It is also suggested that training on critical incident report writing is implemented. Training on incident reporting should include definitions review, reporting guidelines and documentation procedures to promote a consistent, reliable measurement of incidents, as reported by commentators such as O’Brien (2004). All of the literature reviewed indicated that it is necessary to provide a training curriculum that supports the reduction of restraints. It is imperative to the success of any initiative that training is comprehensive, not only focusing on proper restraint techniques but also on therapeutic crisis intervention (Colton, 2004). We recognise that during emergency situations, restraint may become a necessary intervention to prevent harm. However, implementing safe interventions in a therapeutic manner must ensure that restraint is truly a last resort, used only in response to imminent danger to the child or others, when less restrictive therapeutic interventions have failed. In doing this we need to provide staff with the support and training to assist them in carrying out their work in a manner that informs them of what to do, not simply what not to do (Hart & Howell, 2004).

4. Use of Preventative Tools

Haimowitz et al. (2006) outline the following tools as being necessary to prevent and reduce restraints:

  1. Client assessments to identify the risk for violence (including previous restraint history);
  2. Client assessments to identify medical or psychological risk factors;
  3. The development, with clients, of de-escalation or crisis intervention plans which support the client in learning self-control and calming techniques by identifying emotional triggers and environmental stressors that can lead to conflict or lack of emotional control. Colton (2004) supports approaches where staff members identify with clients and include behavioural strategies, the antecedents and early warning signs of behavioural escalation, and the use of creative de-escalation strategies such as changing staff, using humour and providing choices. Fulmore (2004) found the most frequently used alternative behaviour management techniques were timeouts, redirection, self-calming and verbal de-escalation. Individual behavioural programmes have been recommended throughout the literature with goals designed to focus on replacing the most dangerous and concerning behaviours rather than attempting to replace all interfering behaviours;
  4. Creative changes to the physical environment to make it more calming and comfortable. Miller et al. (2006) suggest examining the therapeutic milieu to identify the triggers of aggression in the environment and the introduction of specific guidelines to reduce those triggers;
  5. Ongoing implementation of daily, meaningful and engaging treatment activities. Colton (2004), adds that programmes which have been successful in reducing the use of restraints are typically based on empowering clients – this is often referred to as strengths-based treatment to take responsibility for their behaviours (in the context of the client's physical, cognitive, affective and social development and disabilities), rather than imposing external control through programming requirements and staff interactions. For example, this includes normalising routines and maintaining safe, predictable environments.
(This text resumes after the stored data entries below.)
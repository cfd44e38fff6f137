//! Agent components and construction.
//!
//! An agent is an entity with all components of [`Comps`].
//! Hosts spawn agents with [`spawn`] and remove them by despawning the entity.

use bevy::ecs::bundle::Bundle;
use bevy::ecs::component::Component;
use bevy::ecs::entity::Entity;
use bevy::ecs::world::World;
use math::{GeoPosition, Heading, Length, Position, Pressure, Speed, TurnDirection, amsl_altitude};

use super::aircraft_type::{AircraftTypes, Performance};
use super::airfield::Navpoint;
use super::instr::{AltitudeSpec, Queued};
use super::status::{Excursion, Status};


/// Identity of an agent.
#[derive(Component, Debug, Clone, PartialEq, Eq)]
pub struct Agent {
    /// Unique callsign, immutable after construction.
    pub callsign:  String,
    /// ICAO aircraft type designator.
    pub type_code: String,
}

/// A four-digit octal transponder code.
#[derive(
    Debug, Clone, Copy, PartialEq, Eq, Hash, serde::Serialize, serde::Deserialize, derive_more::Display,
)]
#[display("{_0:04o}")]
pub struct Squawk(u16);

impl Squawk {
    /// The conventional code for aircraft not assigned a discrete code.
    pub const CONSPICUITY: Self = Self(0o2000);

    /// Parses a code of exactly four octal digits.
    #[must_use]
    pub fn parse(code: &str) -> Option<Self> {
        if code.len() != 4 || !code.bytes().all(|digit| (b'0'..=b'7').contains(&digit)) {
            return None;
        }
        u16::from_str_radix(code, 8).ok().map(Self)
    }
}

#[derive(
    Debug, Clone, Copy, Default, PartialEq, Eq, serde::Serialize, serde::Deserialize, strum::Display,
)]
pub enum TransponderMode {
    #[strum(to_string = "off")]
    Off,
    #[strum(to_string = "standby")]
    Standby,
    #[default]
    #[strum(to_string = "mode C")]
    ModeC,
    #[strum(to_string = "mode S")]
    ModeS,
}

/// Physical and procedural state of an agent.
#[derive(Component, Debug, Clone, PartialEq, serde::Serialize, serde::Deserialize)]
pub struct FlightParams {
    pub position:    GeoPosition,
    /// Pressure altitude, referenced to the standard pressure.
    pub altitude:    Position<f32>,
    /// True heading.
    pub heading:     Heading,
    /// Indicated airspeed, or ground speed while on the ground.
    pub ias:         Speed<f32>,
    pub squawk:      Squawk,
    pub transponder: TransponderMode,
    pub status:      Status,
    pub excursion:   Excursion,
}

impl FlightParams {
    /// Altitude above mean sea level under the given QNH.
    #[must_use]
    pub fn amsl(&self, qnh: Pressure) -> Position<f32> { amsl_altitude(self.altitude, qnh) }
}

/// The underlying intention of an agent.
#[derive(Component, Debug, Clone, PartialEq, serde::Serialize, serde::Deserialize)]
pub enum Goal {
    None,
    /// Inbound for landing, with an instrument or visual approach.
    Landing { ils: bool },
    /// Taxiing to the parking position.
    Parking(String),
    /// Leaving the airspace through a navpoint at a level.
    Navpoint { navpoint: Navpoint, level: AltitudeSpec },
    /// Departing to another airfield.
    Destination(String),
}

impl Goal {
    #[must_use]
    pub fn is_landing(&self) -> bool { matches!(self, Self::Landing { .. }) }

    /// Whether the agent is an arrival at the simulated airfield.
    #[must_use]
    pub fn is_arrival(&self) -> bool { matches!(self, Self::Landing { .. } | Self::Parking(_)) }
}

/// Lifecycle flags of an agent.
#[derive(Component, Debug, Clone, Default, PartialEq, serde::Serialize, serde::Deserialize)]
pub struct Flags {
    /// The agent has been handed over and is removed at the end of the tick.
    pub handed_over:         bool,
    /// Climbing at the fast rate after a missed approach.
    pub going_around:        bool,
    /// The agent skids off the runway after its next touchdown.
    pub skid_off_runway:     bool,
    /// The agent has stopped on the runway and requested to backtrack.
    pub backtrack_requested: bool,
    /// The agent has stopped on the runway without any exit.
    pub unable_to_vacate:    bool,
}

/// The ordered queue of instructions an agent is following.
#[derive(Component, Debug, Clone, Default, PartialEq, serde::Serialize, serde::Deserialize)]
pub struct Instructions(pub Vec<Queued>);

/// State of multi-tick maneuvers not represented in the instruction queue.
#[derive(Component, Debug, Clone, Default, PartialEq, serde::Serialize, serde::Deserialize)]
pub struct Maneuver {
    /// Rolling off a runway that has no ground network.
    pub wild_roll: Option<WildRoll>,
}

#[derive(Debug, Clone, Copy, PartialEq, serde::Serialize, serde::Deserialize)]
pub struct WildRoll {
    pub heading:   Heading,
    /// Remaining distance to roll before stopping.
    pub remaining: Length<f32>,
}

/// Targets decided for the current tick.
///
/// Recomputed from scratch every tick.
/// `None` fields keep the current value.
#[derive(Component, Debug, Clone, Default)]
pub struct Targets {
    pub heading:     Option<HeadingTarget>,
    pub altitude:    Option<AltitudeTarget>,
    pub speed:       Option<SpeedTarget>,
    /// Moves along the heading regardless of wind.
    pub ignore_wind: bool,
}

#[derive(Debug, Clone, Copy, PartialEq)]
pub struct HeadingTarget {
    pub heading: Heading,
    /// Forces the direction of turn, otherwise turns in the closer direction.
    pub turn:    Option<TurnDirection>,
    /// Turns at the fast rate.
    pub fast:    bool,
}

impl HeadingTarget {
    #[must_use]
    pub fn normal(heading: Heading) -> Self { Self { heading, turn: None, fast: false } }

    #[must_use]
    pub fn fast(heading: Heading) -> Self { Self { heading, turn: None, fast: true } }
}

#[derive(Debug, Clone, Copy, PartialEq)]
pub struct AltitudeTarget {
    /// Target pressure altitude.
    pub altitude: Position<f32>,
    pub fast:     bool,
}

#[derive(Debug, Clone, Copy, PartialEq)]
pub struct SpeedTarget {
    pub ias:  Speed<f32>,
    pub fast: bool,
}

#[derive(Bundle)]
pub struct Comps {
    pub agent:        Agent,
    pub params:       FlightParams,
    pub goal:         Goal,
    pub flags:        Flags,
    pub instructions: Instructions,
    pub maneuver:     Maneuver,
    pub targets:      Targets,
    pub performance:  Performance,
}

/// Parameters to construct an agent.
#[derive(Debug, Clone)]
pub struct AgentSpec {
    pub callsign:  String,
    pub type_code: String,
    pub params:    FlightParams,
    pub goal:      Goal,
}

#[derive(Debug, Clone, PartialEq, thiserror::Error)]
pub enum SpawnError {
    #[error("unknown aircraft type {0}")]
    UnknownType(String),
    #[error("callsign {0} is already in use")]
    DuplicateCallsign(String),
    #[error("agent cannot start in phase {0}")]
    IllegalPhase(Status),
}

/// Spawns a new agent.
///
/// The agent must start taxiing, ready for departure or airborne.
pub fn spawn(world: &mut World, spec: AgentSpec) -> Result<Entity, SpawnError> {
    if !spec.params.status.is_initial() {
        return Err(SpawnError::IllegalPhase(spec.params.status));
    }
    insert(world, spec, Flags::default(), Instructions::default(), Maneuver::default())
}

/// Spawns an agent in any phase with existing state.
pub(super) fn insert(
    world: &mut World,
    spec: AgentSpec,
    flags: Flags,
    instructions: Instructions,
    maneuver: Maneuver,
) -> Result<Entity, SpawnError> {
    let AgentSpec { callsign, type_code, params, goal } = spec;

    let Some(performance) =
        world.get_resource::<AircraftTypes>().and_then(|types| types.get(&type_code)).cloned()
    else {
        return Err(SpawnError::UnknownType(type_code));
    };

    if find_by_callsign(world, &callsign).is_some() {
        return Err(SpawnError::DuplicateCallsign(callsign));
    }

    bevy::log::info!("Spawning {type_code} {callsign} in phase {}", params.status);
    let entity = world
        .spawn(Comps {
            agent: Agent { callsign, type_code },
            params,
            goal,
            flags,
            instructions,
            maneuver,
            targets: Targets::default(),
            performance,
        })
        .id();
    Ok(entity)
}

/// Finds the agent with the given callsign.
pub fn find_by_callsign(world: &mut World, callsign: &str) -> Option<Entity> {
    let mut query = world.query::<(Entity, &Agent)>();
    query.iter(world).find(|(_, agent)| agent.callsign == callsign).map(|(entity, _)| entity)
}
5. Supporting advocacy in the residential treatment setting

Involving clients’ family members, child advocates, children’s service’s workers, psychologists, psychiatrists, teachers and other members of the young person’s community in ongoing treatment issues can have a powerful impact as a prevention strategy to reduce the use of restraint. The presence of these stakeholders sends the message that the young person is supported in their efforts to utilise alternatives to violence and can serve as an ongoing reminder of treatment goals. Colton (2004) highlights factors that can enhance communication and involvement of stakeholders. This includes informing the stakeholders of the organisation's policy and when these interventions are used, including an explanation of why the intervention was necessary.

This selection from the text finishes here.